## Task objective
Find every line below where the string "usize" shows up, and copy those lines.

Collected data entries:
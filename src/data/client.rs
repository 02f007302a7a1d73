//! Sleeper API client
//!
//! Performs the actual HTTP calls against the upstream API and classifies
//! failures. Every JSON call goes through the shared [`ResponseCache`]
//! (cache-aside); the bulk player snapshot bypasses it.

use reqwest::Client;
use serde::de::DeserializeOwned;
use serde_json::Value;
use std::sync::Arc;
use std::time::Duration;
use thiserror::Error;
use tokio::sync::Semaphore;
use tracing::{debug, instrument, warn};

use crate::cache::ResponseCache;

/// Base URL for the Sleeper API
pub const DEFAULT_BASE_URL: &str = "https://api.sleeper.app/v1";

/// Upper bound on a single upstream call, including time spent queued
pub const DEFAULT_REQUEST_TIMEOUT: Duration = Duration::from_secs(10);

/// Upper bound on the bulk player download
pub const DEFAULT_SNAPSHOT_TIMEOUT: Duration = Duration::from_secs(120);

/// Default number of upstream calls allowed in flight at once
pub const DEFAULT_MAX_IN_FLIGHT: usize = 32;

/// Longest upstream error body kept in a [`FetchError::Status`] message
const MAX_ERROR_BODY_CHARS: usize = 500;

/// Errors that can occur when calling the upstream API
#[derive(Debug, Error)]
pub enum FetchError {
    /// Upstream answered with a non-success status
    #[error("upstream returned HTTP {status}: {message}")]
    Status { status: u16, message: String },

    /// The request never completed (DNS, connect, timeout, reset)
    #[error("transport failure reaching upstream: {0}")]
    Transport(#[from] reqwest::Error),

    /// The call, queueing included, did not finish within its deadline
    #[error("upstream call timed out after {0:?}")]
    TimedOut(Duration),

    /// Upstream answered 2xx but the body was not the expected JSON
    #[error("invalid JSON from {url}: {source}")]
    Decode {
        url: String,
        #[source]
        source: serde_json::Error,
    },
}

impl FetchError {
    /// Whether this failure was a deadline firing
    pub fn is_timeout(&self) -> bool {
        match self {
            FetchError::TimedOut(_) => true,
            FetchError::Transport(e) => e.is_timeout(),
            _ => false,
        }
    }
}

/// Upstream resources this service reads
#[derive(Debug, Clone, Copy, PartialEq, Eq)]
pub enum Endpoint<'a> {
    /// Current NFL week and season
    NflState,
    LeagueUsers(&'a str),
    LeagueRosters(&'a str),
    LeagueMatchups(&'a str, u32),
    /// Bulk dataset of every NFL player, keyed by player id
    Players,
}

impl Endpoint<'_> {
    /// Path relative to the API base URL
    pub fn path(&self) -> String {
        match self {
            Endpoint::NflState => "/state/nfl".to_string(),
            Endpoint::LeagueUsers(league) => format!("/league/{}/users", league),
            Endpoint::LeagueRosters(league) => format!("/league/{}/rosters", league),
            Endpoint::LeagueMatchups(league, week) => {
                format!("/league/{}/matchups/{}", league, week)
            }
            Endpoint::Players => "/players/nfl".to_string(),
        }
    }
}

/// Settings for [`UpstreamClient`]
#[derive(Debug, Clone)]
pub struct UpstreamConfig {
    /// API base URL without a trailing slash
    pub base_url: String,
    /// Deadline for every JSON call, from queueing to the last body byte
    pub request_timeout: Duration,
    /// Deadline for the bulk player download
    pub snapshot_timeout: Duration,
    /// Maximum simultaneous upstream calls
    pub max_in_flight: usize,
}

impl Default for UpstreamConfig {
    fn default() -> Self {
        Self {
            base_url: DEFAULT_BASE_URL.to_string(),
            request_timeout: DEFAULT_REQUEST_TIMEOUT,
            snapshot_timeout: DEFAULT_SNAPSHOT_TIMEOUT,
            max_in_flight: DEFAULT_MAX_IN_FLIGHT,
        }
    }
}

/// Client for the Sleeper API
///
/// Cheap to share behind an `Arc`; the HTTP connection pool, the response
/// cache and the in-flight limit are shared by every caller.
#[derive(Debug)]
pub struct UpstreamClient {
    http: Client,
    cache: Arc<ResponseCache>,
    base_url: String,
    in_flight: Semaphore,
    request_timeout: Duration,
    snapshot_timeout: Duration,
}

impl UpstreamClient {
    /// Creates a client with the given settings and shared cache
    pub fn new(config: UpstreamConfig, cache: Arc<ResponseCache>) -> Result<Self, FetchError> {
        let http = Client::builder()
            .user_agent(concat!("sleeperboard/", env!("CARGO_PKG_VERSION")))
            .build()?;

        Ok(Self {
            http,
            cache,
            base_url: config.base_url.trim_end_matches('/').to_string(),
            in_flight: Semaphore::new(config.max_in_flight.max(1)),
            request_timeout: config.request_timeout,
            snapshot_timeout: config.snapshot_timeout,
        })
    }

    /// The response cache this client populates
    pub fn cache(&self) -> &ResponseCache {
        &self.cache
    }

    /// Absolute URL for an endpoint
    pub fn url(&self, endpoint: Endpoint<'_>) -> String {
        format!("{}{}", self.base_url, endpoint.path())
    }

    /// Fetches a JSON document, serving it from the cache when fresh
    ///
    /// # Returns
    /// * `Ok(Value)` - Parsed JSON body, from cache or network
    /// * `Err(FetchError)` - Non-2xx status, transport failure, timeout, or invalid JSON
    ///
    /// Failures are never cached and never retried. The request timeout
    /// covers waiting for an in-flight slot as well as the HTTP exchange.
    #[instrument(skip(self))]
    pub async fn fetch(&self, url: &str) -> Result<Value, FetchError> {
        if let Some(hit) = self.cache.get(url) {
            debug!("cache hit");
            return Ok(hit);
        }
        debug!("cache miss");

        let body = self.get_text(url, self.request_timeout).await?;
        let value: Value = serde_json::from_str(&body).map_err(|source| FetchError::Decode {
            url: url.to_string(),
            source,
        })?;

        self.cache.set(url, value.clone());
        Ok(value)
    }

    /// Fetches an endpoint as raw JSON
    pub async fn get_json(&self, endpoint: Endpoint<'_>) -> Result<Value, FetchError> {
        self.fetch(&self.url(endpoint)).await
    }

    /// Fetches a list endpoint and decodes its items
    ///
    /// Sleeper answers `null` for some empty collections; that decodes to an
    /// empty list.
    pub async fn get_list<T: DeserializeOwned>(
        &self,
        endpoint: Endpoint<'_>,
    ) -> Result<Vec<T>, FetchError> {
        let url = self.url(endpoint);
        let value = self.fetch(&url).await?;
        let items: Option<Vec<T>> =
            serde_json::from_value(value).map_err(|source| FetchError::Decode { url, source })?;
        Ok(items.unwrap_or_default())
    }

    /// Downloads the bulk player dataset as text, bypassing the cache
    ///
    /// Runs under the snapshot timeout rather than the per-call one; the body
    /// is tens of megabytes.
    #[instrument(skip(self))]
    pub async fn players_snapshot(&self) -> Result<String, FetchError> {
        self.get_text(&self.url(Endpoint::Players), self.snapshot_timeout)
            .await
    }

    /// Issues a GET and returns the body of a 2xx response
    ///
    /// `deadline` bounds the whole call: the wait for an in-flight permit,
    /// the request and the body read.
    async fn get_text(&self, url: &str, deadline: Duration) -> Result<String, FetchError> {
        match tokio::time::timeout(deadline, self.exchange(url)).await {
            Ok(result) => result,
            Err(_) => {
                warn!(url, ?deadline, "upstream call timed out");
                Err(FetchError::TimedOut(deadline))
            }
        }
    }

    async fn exchange(&self, url: &str) -> Result<String, FetchError> {
        // The semaphore is never closed, so a permit is always eventually granted
        let _permit = self.in_flight.acquire().await.ok();

        let response = self.http.get(url).send().await.map_err(|e| {
            warn!(url, error = %e, "upstream request failed");
            FetchError::Transport(e)
        })?;

        let status = response.status();
        if !status.is_success() {
            let body = response.text().await.unwrap_or_default();
            let message: String = body.trim().chars().take(MAX_ERROR_BODY_CHARS).collect();
            warn!(url, status = status.as_u16(), "upstream returned error status");
            return Err(FetchError::Status {
                status: status.as_u16(),
                message,
            });
        }

        Ok(response.text().await?)
    }
}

## Exercise result
pub const DEFAULT_MAX_IN_FLIGHT: usize = 32;
const MAX_ERROR_BODY_CHARS: usize = 500;
    pub max_in_flight: usize,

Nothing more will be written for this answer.